A German forest ranger recently made news with persuasive claims that trees have social networks similar to those of humans, and wrinkle as they age just like us.
He'll get no argument from sex-positive crusader Annie Sprinkle and her partner, Beth Stephens, who enthuse about their current passion — ecosexuality — to anyone who will lend an ear. The pair will be leading tours of Walker Art Center this weekend as part of a 12-hour "Winter of Love" party, definitely a new twist on Valentine's Day celebrations.
Then again, taken in tandem with the "Hippie Modernism" exhibit now lining gallery walls with Whole-Earth-Catalog this and psychedelic-communal-be-in that, it's actually more retro. Sprinkle, a former stripper and prostitute turned sex educator and artist, and Stephens, a professor at the University of California, Santa Cruz, talked over one another on the phone in their excitement.

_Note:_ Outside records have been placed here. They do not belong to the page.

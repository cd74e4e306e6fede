//! Structured validation error types
//!
//! Every rule violation surfaced by this crate is a [`ValidationError`] carrying
//! exactly one [`ErrorCode`]. Collections of violations are gathered in
//! [`ValidationErrors`], which keeps evaluation order and serializes as a plain
//! JSON array so API responses keep a stable shape.
//!
//! Copyright (c) 2025 Txova Team
//! Licensed under the Apache-2.0 license

use serde::{Deserialize, Serialize};
use serde_json::Value;
use std::collections::HashSet;
use std::fmt;

/// Machine-readable category of a validation failure
#[derive(Debug, Clone, Copy, PartialEq, Eq, Hash, Serialize, Deserialize)]
#[serde(rename_all = "SCREAMING_SNAKE_CASE")]
pub enum ErrorCode {
    /// A required field is missing or empty
    Required,
    /// The value does not match the expected format
    InvalidFormat,
    /// The value lies outside the allowed range
    OutOfRange,
    /// The value is shorter than the minimum length
    TooShort,
    /// The value exceeds the maximum length
    TooLong,
    /// The value is not one of the allowed options
    InvalidOption,
    /// The location is not inside a serviceable area
    OutsideServiceArea,
}

impl ErrorCode {
    /// Wire representation of the code
    pub fn as_str(&self) -> &'static str {
        match self {
            ErrorCode::Required => "REQUIRED",
            ErrorCode::InvalidFormat => "INVALID_FORMAT",
            ErrorCode::OutOfRange => "OUT_OF_RANGE",
            ErrorCode::TooShort => "TOO_SHORT",
            ErrorCode::TooLong => "TOO_LONG",
            ErrorCode::InvalidOption => "INVALID_OPTION",
            ErrorCode::OutsideServiceArea => "OUTSIDE_SERVICE_AREA",
        }
    }
}

impl fmt::Display for ErrorCode {
    fn fmt(&self, f: &mut fmt::Formatter<'_>) -> fmt::Result {
        f.write_str(self.as_str())
    }
}

/// A single validation failure
#[derive(Debug, Clone, PartialEq, Serialize, Deserialize)]
pub struct ValidationError {
    /// External (wire) name of the field that failed
    pub field: String,
    /// Failure category
    pub code: ErrorCode,
    /// Human-readable message
    pub message: String,
    /// Offending value, omitted from the wire form when absent
    #[serde(default, skip_serializing_if = "Option::is_none")]
    pub value: Option<Value>,
}

impl fmt::Display for ValidationError {
    fn fmt(&self, f: &mut fmt::Formatter<'_>) -> fmt::Result {
        match &self.value {
            Some(value) => write!(
                f,
                "{}: {} (value: {})",
                self.field,
                self.message,
                display_value(value)
            ),
            None => write!(f, "{}: {}", self.field, self.message),
        }
    }
}

impl std::error::Error for ValidationError {}

/// Strings render without JSON quotes in human-readable output
fn display_value(value: &Value) -> String {
    match value {
        Value::String(s) => s.clone(),
        other => other.to_string(),
    }
}

impl ValidationError {
    /// Create a validation error with an explicit code and message
    pub fn new<F, M>(field: F, code: ErrorCode, message: M) -> Self
    where
        F: Into<String>,
        M: Into<String>,
    {
        Self {
            field: field.into(),
            code,
            message: message.into(),
            value: None,
        }
    }

    /// Attach the offending value
    pub fn with_value<V: Into<Value>>(mut self, value: V) -> Self {
        self.value = Some(value.into());
        self
    }

    /// Attach an optional offending value; `None` leaves the error unchanged
    pub fn with_optional_value(mut self, value: Option<Value>) -> Self {
        if value.is_some() {
            self.value = value;
        }
        self
    }

    /// `<field> is required`
    pub fn required<F: Into<String>>(field: F) -> Self {
        let field = field.into();
        let message = format!("{} is required", field);
        Self::new(field, ErrorCode::Required, message)
    }

    /// `<field> has invalid format, expected <expected>`
    pub fn invalid_format<F: Into<String>>(field: F, expected: &str) -> Self {
        let field = field.into();
        let message = format!("{} has invalid format, expected {}", field, expected);
        Self::new(field, ErrorCode::InvalidFormat, message)
    }

    /// `<field> must be between <min> and <max>`
    pub fn out_of_range<F, A, B>(field: F, min: A, max: B) -> Self
    where
        F: Into<String>,
        A: fmt::Display,
        B: fmt::Display,
    {
        let field = field.into();
        let message = format!("{} must be between {} and {}", field, min, max);
        Self::new(field, ErrorCode::OutOfRange, message)
    }

    /// `<field> must be at least <min_length> characters`
    pub fn too_short<F: Into<String>>(field: F, min_length: usize) -> Self {
        let field = field.into();
        let message = format!("{} must be at least {} characters", field, min_length);
        Self::new(field, ErrorCode::TooShort, message)
    }

    /// Like [`ValidationError::too_short`], recording the actual length as the value
    pub fn too_short_with_length<F: Into<String>>(
        field: F,
        min_length: usize,
        actual: usize,
    ) -> Self {
        Self::too_short(field, min_length).with_value(actual)
    }

    /// `<field> must be at most <max_length> characters`
    pub fn too_long<F: Into<String>>(field: F, max_length: usize) -> Self {
        let field = field.into();
        let message = format!("{} must be at most {} characters", field, max_length);
        Self::new(field, ErrorCode::TooLong, message)
    }

    /// Like [`ValidationError::too_long`], recording the actual length as the value
    pub fn too_long_with_length<F: Into<String>>(
        field: F,
        max_length: usize,
        actual: usize,
    ) -> Self {
        Self::too_long(field, max_length).with_value(actual)
    }

    /// `<field> must be one of: a, b, c`
    pub fn invalid_option<F, S>(field: F, allowed: &[S]) -> Self
    where
        F: Into<String>,
        S: AsRef<str>,
    {
        let field = field.into();
        let allowed: Vec<&str> = allowed.iter().map(AsRef::as_ref).collect();
        let message = format!("{} must be one of: {}", field, allowed.join(", "));
        Self::new(field, ErrorCode::InvalidOption, message)
    }

    /// `<field> is outside the service area`
    pub fn outside_service_area<F: Into<String>>(field: F) -> Self {
        let field = field.into();
        let message = format!("{} is outside the service area", field);
        Self::new(field, ErrorCode::OutsideServiceArea, message)
    }

    /// Like [`ValidationError::outside_service_area`], recording `"<lat>, <lon>"`
    pub fn outside_service_area_at<F: Into<String>>(field: F, lat: f64, lon: f64) -> Self {
        Self::outside_service_area(field).with_value(format!("{:.6}, {:.6}", lat, lon))
    }
}

/// Ordered collection of validation failures from one validation pass
///
/// Insertion order is evaluation order. Entries are never deduplicated: the
/// same field may legitimately appear with different codes.
#[derive(Debug, Clone, Default, PartialEq, Serialize, Deserialize)]
#[serde(transparent)]
pub struct ValidationErrors {
    errors: Vec<ValidationError>,
}

impl fmt::Display for ValidationErrors {
    fn fmt(&self, f: &mut fmt::Formatter<'_>) -> fmt::Result {
        match self.errors.as_slice() {
            [] => write!(f, "no validation errors"),
            [single] => write!(f, "{}", single),
            errors => {
                let messages: Vec<String> = errors.iter().map(ToString::to_string).collect();
                write!(f, "{} validation errors: {}", errors.len(), messages.join("; "))
            }
        }
    }
}

impl std::error::Error for ValidationErrors {}

impl ValidationErrors {
    /// Create an empty collection
    pub fn new() -> Self {
        Self { errors: Vec::new() }
    }

    /// Append one error
    pub fn add(&mut self, error: ValidationError) {
        self.errors.push(error);
    }

    /// Append every error of another collection, preserving its order
    pub fn add_all(&mut self, other: ValidationErrors) {
        self.errors.extend(other.errors);
    }

    pub fn is_empty(&self) -> bool {
        self.errors.is_empty()
    }

    pub fn len(&self) -> usize {
        self.errors.len()
    }

    /// True if at least one failure was recorded
    pub fn has_errors(&self) -> bool {
        !self.errors.is_empty()
    }

    /// True if any failure concerns `field`
    pub fn has_field(&self, field: &str) -> bool {
        self.errors.iter().any(|e| e.field == field)
    }

    /// All failures for `field`, in order
    pub fn by_field(&self, field: &str) -> ValidationErrors {
        self.errors.iter().filter(|e| e.field == field).cloned().collect()
    }

    /// All failures carrying `code`, in order
    pub fn by_code(&self, code: ErrorCode) -> ValidationErrors {
        self.errors.iter().filter(|e| e.code == code).cloned().collect()
    }

    pub fn first(&self) -> Option<&ValidationError> {
        self.errors.first()
    }

    /// Distinct field names in first-seen order
    pub fn fields(&self) -> Vec<&str> {
        let mut seen = HashSet::new();
        self.errors
            .iter()
            .filter(|e| seen.insert(e.field.as_str()))
            .map(|e| e.field.as_str())
            .collect()
    }

    pub fn iter(&self) -> std::slice::Iter<'_, ValidationError> {
        self.errors.iter()
    }

    pub fn as_slice(&self) -> &[ValidationError] {
        &self.errors
    }

    /// Ok if no errors, Err with the collection otherwise
    pub fn into_result(self) -> Result<(), Self> {
        if self.is_empty() {
            Ok(())
        } else {
            Err(self)
        }
    }

    /// `None` when empty, so callers can treat "no errors" as absence
    pub fn into_option(self) -> Option<Self> {
        if self.is_empty() {
            None
        } else {
            Some(self)
        }
    }
}

impl From<ValidationError> for ValidationErrors {
    fn from(error: ValidationError) -> Self {
        Self { errors: vec![error] }
    }
}

impl From<Vec<ValidationError>> for ValidationErrors {
    fn from(errors: Vec<ValidationError>) -> Self {
        Self { errors }
    }
}

impl FromIterator<ValidationError> for ValidationErrors {
    fn from_iter<I: IntoIterator<Item = ValidationError>>(iter: I) -> Self {
        Self {
            errors: iter.into_iter().collect(),
        }
    }
}

impl IntoIterator for ValidationErrors {
    type Item = ValidationError;
    type IntoIter = std::vec::IntoIter<ValidationError>;

    fn into_iter(self) -> Self::IntoIter {
        self.errors.into_iter()
    }
}

impl<'a> IntoIterator for &'a ValidationErrors {
    type Item = &'a ValidationError;
    type IntoIter = std::slice::Iter<'a, ValidationError>;

    fn into_iter(self) -> Self::IntoIter {
        self.errors.iter()
    }
}

impl Extend<ValidationError> for ValidationErrors {
    fn extend<I: IntoIterator<Item = ValidationError>>(&mut self, iter: I) {
        self.errors.extend(iter);
    }
}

They explained the concept of ecosexuality as something both obvious and enigmatic.
"It's all about enjoying the sensuality of nature while getting people to think about their relationship to the Earth and taking better care of it," said Sprinkle, née Ellen Steinberg, who at age 61 retains a charmingly girlish, throaty manner of speaking.
"It's quite Duchampian," she said, referring to artist Marcel Duchamp's fluid tenets about what constitutes art. "If we want to have sex with a cloud, we take it as a lover."
Wait — what?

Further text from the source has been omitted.